=== Section Start ===
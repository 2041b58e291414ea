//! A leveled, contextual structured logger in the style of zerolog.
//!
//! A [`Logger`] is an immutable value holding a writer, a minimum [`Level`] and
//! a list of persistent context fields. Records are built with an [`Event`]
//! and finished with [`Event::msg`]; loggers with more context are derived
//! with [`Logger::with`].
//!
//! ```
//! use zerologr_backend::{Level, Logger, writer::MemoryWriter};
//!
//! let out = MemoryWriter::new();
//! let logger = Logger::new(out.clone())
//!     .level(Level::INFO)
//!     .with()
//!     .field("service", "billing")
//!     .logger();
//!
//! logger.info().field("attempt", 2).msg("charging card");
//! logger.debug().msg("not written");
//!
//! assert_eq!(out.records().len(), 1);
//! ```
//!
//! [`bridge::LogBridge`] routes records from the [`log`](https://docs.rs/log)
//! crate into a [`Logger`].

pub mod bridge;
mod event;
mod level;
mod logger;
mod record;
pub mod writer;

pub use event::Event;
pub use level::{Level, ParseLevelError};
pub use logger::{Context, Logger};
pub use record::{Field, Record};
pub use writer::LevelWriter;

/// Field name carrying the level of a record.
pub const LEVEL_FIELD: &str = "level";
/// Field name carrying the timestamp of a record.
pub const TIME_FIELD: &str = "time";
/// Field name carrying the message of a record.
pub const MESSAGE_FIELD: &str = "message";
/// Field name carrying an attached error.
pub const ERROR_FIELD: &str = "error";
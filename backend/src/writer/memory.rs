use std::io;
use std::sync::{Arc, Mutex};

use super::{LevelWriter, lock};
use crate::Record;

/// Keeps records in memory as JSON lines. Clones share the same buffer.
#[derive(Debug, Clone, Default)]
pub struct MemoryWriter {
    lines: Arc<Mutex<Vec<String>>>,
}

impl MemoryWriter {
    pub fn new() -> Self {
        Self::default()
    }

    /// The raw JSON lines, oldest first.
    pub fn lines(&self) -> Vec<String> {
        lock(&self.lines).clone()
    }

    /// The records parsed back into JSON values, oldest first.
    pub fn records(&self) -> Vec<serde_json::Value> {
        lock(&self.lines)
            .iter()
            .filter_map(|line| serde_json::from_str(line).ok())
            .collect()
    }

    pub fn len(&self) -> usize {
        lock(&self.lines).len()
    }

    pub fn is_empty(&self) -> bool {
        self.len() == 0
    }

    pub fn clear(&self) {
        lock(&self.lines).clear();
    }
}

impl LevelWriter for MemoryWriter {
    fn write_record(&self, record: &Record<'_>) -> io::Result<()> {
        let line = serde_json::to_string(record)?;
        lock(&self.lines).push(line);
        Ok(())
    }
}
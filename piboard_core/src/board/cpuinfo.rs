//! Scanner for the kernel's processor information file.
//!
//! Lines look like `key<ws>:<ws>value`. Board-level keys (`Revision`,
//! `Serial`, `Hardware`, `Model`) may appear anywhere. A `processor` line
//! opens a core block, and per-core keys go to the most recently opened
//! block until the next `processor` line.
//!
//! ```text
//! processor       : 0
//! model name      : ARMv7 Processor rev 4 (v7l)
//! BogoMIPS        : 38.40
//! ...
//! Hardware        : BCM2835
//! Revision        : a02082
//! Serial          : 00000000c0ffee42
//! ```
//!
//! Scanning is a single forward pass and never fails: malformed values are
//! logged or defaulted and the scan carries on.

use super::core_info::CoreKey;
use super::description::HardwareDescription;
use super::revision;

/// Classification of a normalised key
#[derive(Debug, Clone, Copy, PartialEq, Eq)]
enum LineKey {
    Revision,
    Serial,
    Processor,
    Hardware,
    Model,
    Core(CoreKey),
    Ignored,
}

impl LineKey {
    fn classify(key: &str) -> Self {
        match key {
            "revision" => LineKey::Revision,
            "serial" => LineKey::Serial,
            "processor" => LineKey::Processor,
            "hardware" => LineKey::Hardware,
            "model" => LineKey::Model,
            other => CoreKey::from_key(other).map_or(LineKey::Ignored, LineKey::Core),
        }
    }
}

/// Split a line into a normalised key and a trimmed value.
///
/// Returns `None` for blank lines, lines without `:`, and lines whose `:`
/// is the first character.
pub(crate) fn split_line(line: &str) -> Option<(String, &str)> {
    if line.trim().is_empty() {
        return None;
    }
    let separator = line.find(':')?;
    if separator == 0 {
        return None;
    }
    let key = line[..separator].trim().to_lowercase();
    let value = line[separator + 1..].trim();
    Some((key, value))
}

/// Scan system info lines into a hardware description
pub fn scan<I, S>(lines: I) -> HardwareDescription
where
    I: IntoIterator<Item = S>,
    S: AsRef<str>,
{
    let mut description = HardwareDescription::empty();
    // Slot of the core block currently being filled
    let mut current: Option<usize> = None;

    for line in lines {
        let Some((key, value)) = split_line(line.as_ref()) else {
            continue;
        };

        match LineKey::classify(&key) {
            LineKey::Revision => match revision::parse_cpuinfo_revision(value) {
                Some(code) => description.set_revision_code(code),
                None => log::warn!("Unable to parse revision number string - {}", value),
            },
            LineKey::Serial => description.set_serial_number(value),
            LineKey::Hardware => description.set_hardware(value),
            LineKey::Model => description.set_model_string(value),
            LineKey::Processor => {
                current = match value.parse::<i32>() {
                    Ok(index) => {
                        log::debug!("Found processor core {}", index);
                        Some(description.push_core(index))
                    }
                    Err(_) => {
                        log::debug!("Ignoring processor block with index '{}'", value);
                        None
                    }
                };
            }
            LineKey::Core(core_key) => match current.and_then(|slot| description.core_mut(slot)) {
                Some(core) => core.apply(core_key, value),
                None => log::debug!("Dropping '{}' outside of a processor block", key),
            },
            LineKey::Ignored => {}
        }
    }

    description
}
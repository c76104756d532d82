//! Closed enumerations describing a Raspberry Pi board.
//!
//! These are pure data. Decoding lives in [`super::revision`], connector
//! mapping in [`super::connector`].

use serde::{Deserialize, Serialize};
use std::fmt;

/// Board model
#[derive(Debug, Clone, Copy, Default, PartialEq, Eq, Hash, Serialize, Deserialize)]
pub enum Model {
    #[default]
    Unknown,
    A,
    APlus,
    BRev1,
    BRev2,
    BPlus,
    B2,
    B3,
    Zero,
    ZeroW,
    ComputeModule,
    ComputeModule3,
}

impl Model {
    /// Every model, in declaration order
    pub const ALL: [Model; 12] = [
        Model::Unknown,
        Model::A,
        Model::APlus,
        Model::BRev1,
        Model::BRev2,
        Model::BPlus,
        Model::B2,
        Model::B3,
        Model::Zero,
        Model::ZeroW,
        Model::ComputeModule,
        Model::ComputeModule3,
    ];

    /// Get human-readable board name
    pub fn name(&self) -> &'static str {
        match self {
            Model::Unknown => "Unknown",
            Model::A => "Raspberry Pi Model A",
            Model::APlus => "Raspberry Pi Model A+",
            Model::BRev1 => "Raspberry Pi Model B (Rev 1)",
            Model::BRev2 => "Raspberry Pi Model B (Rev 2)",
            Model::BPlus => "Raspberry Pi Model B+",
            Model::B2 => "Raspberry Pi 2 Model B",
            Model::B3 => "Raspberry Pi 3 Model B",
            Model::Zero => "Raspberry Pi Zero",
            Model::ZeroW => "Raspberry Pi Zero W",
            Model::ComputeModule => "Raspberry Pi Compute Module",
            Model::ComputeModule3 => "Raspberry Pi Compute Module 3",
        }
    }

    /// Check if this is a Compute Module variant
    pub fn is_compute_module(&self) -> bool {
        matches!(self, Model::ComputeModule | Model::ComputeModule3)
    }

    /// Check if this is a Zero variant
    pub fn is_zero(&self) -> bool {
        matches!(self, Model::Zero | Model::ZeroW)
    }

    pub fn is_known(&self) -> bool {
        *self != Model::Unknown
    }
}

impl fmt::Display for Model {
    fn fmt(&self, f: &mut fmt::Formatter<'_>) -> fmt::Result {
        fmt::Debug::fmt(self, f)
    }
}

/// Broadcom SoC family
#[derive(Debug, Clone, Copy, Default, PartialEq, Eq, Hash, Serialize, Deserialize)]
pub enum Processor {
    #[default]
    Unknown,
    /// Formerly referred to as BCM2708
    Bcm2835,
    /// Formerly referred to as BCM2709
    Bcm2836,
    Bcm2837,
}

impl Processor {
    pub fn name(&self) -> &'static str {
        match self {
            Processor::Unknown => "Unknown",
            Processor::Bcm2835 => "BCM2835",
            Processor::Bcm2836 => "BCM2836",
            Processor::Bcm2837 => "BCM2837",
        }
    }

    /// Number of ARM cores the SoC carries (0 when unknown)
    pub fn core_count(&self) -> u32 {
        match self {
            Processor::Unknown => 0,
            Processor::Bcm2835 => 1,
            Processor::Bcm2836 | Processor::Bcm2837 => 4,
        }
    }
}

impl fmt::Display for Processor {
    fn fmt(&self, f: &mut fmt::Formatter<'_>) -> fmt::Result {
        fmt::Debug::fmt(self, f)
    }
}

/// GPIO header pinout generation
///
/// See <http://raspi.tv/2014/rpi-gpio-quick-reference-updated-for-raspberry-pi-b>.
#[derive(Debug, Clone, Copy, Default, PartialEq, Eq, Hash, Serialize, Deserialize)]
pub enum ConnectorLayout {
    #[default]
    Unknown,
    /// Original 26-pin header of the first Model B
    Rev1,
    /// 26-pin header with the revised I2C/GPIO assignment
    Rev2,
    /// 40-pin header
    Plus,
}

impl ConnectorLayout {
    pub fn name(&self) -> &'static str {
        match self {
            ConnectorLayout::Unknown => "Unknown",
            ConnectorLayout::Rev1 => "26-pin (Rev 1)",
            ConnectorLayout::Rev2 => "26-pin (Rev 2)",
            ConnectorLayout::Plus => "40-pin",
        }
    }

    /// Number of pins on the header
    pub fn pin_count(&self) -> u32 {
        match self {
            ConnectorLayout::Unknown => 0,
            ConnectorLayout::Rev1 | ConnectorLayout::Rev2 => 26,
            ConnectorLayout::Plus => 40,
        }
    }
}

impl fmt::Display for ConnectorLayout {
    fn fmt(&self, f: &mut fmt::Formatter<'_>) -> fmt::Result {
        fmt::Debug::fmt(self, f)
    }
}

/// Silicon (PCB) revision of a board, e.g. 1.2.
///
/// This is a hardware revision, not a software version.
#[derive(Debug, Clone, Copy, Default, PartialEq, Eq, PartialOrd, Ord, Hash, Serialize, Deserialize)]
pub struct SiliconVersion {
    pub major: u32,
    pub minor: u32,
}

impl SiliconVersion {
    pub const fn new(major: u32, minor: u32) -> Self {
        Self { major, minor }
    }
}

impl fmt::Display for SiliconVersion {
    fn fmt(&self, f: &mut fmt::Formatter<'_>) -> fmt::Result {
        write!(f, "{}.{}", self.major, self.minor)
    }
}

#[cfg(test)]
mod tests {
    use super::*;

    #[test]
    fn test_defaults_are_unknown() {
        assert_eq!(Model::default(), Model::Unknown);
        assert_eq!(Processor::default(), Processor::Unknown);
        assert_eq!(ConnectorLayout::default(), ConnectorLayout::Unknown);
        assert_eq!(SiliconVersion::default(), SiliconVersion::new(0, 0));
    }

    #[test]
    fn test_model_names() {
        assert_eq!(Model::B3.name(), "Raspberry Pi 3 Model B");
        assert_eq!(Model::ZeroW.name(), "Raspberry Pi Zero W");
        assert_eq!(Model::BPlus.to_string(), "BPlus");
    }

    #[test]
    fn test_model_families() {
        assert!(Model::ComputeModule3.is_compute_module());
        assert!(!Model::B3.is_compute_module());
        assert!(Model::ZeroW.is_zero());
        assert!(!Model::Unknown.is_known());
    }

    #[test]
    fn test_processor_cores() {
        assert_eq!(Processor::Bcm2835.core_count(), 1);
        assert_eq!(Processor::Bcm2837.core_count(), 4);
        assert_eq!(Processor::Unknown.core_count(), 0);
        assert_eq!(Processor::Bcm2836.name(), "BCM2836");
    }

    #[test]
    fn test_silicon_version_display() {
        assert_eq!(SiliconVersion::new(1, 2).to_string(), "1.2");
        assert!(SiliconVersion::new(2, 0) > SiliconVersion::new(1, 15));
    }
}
=== Section End ===
# PROBLEM
Copy out each line of the data where the string "super" appears.

# ANSWER BOX
use super::{LevelWriter, lock};
use super::core_info::CoreKey;
use super::description::HardwareDescription;
use super::revision;
//! These are pure data. Decoding lives in [`super::revision`], connector
//! mapping in [`super::connector`].
    use super::*;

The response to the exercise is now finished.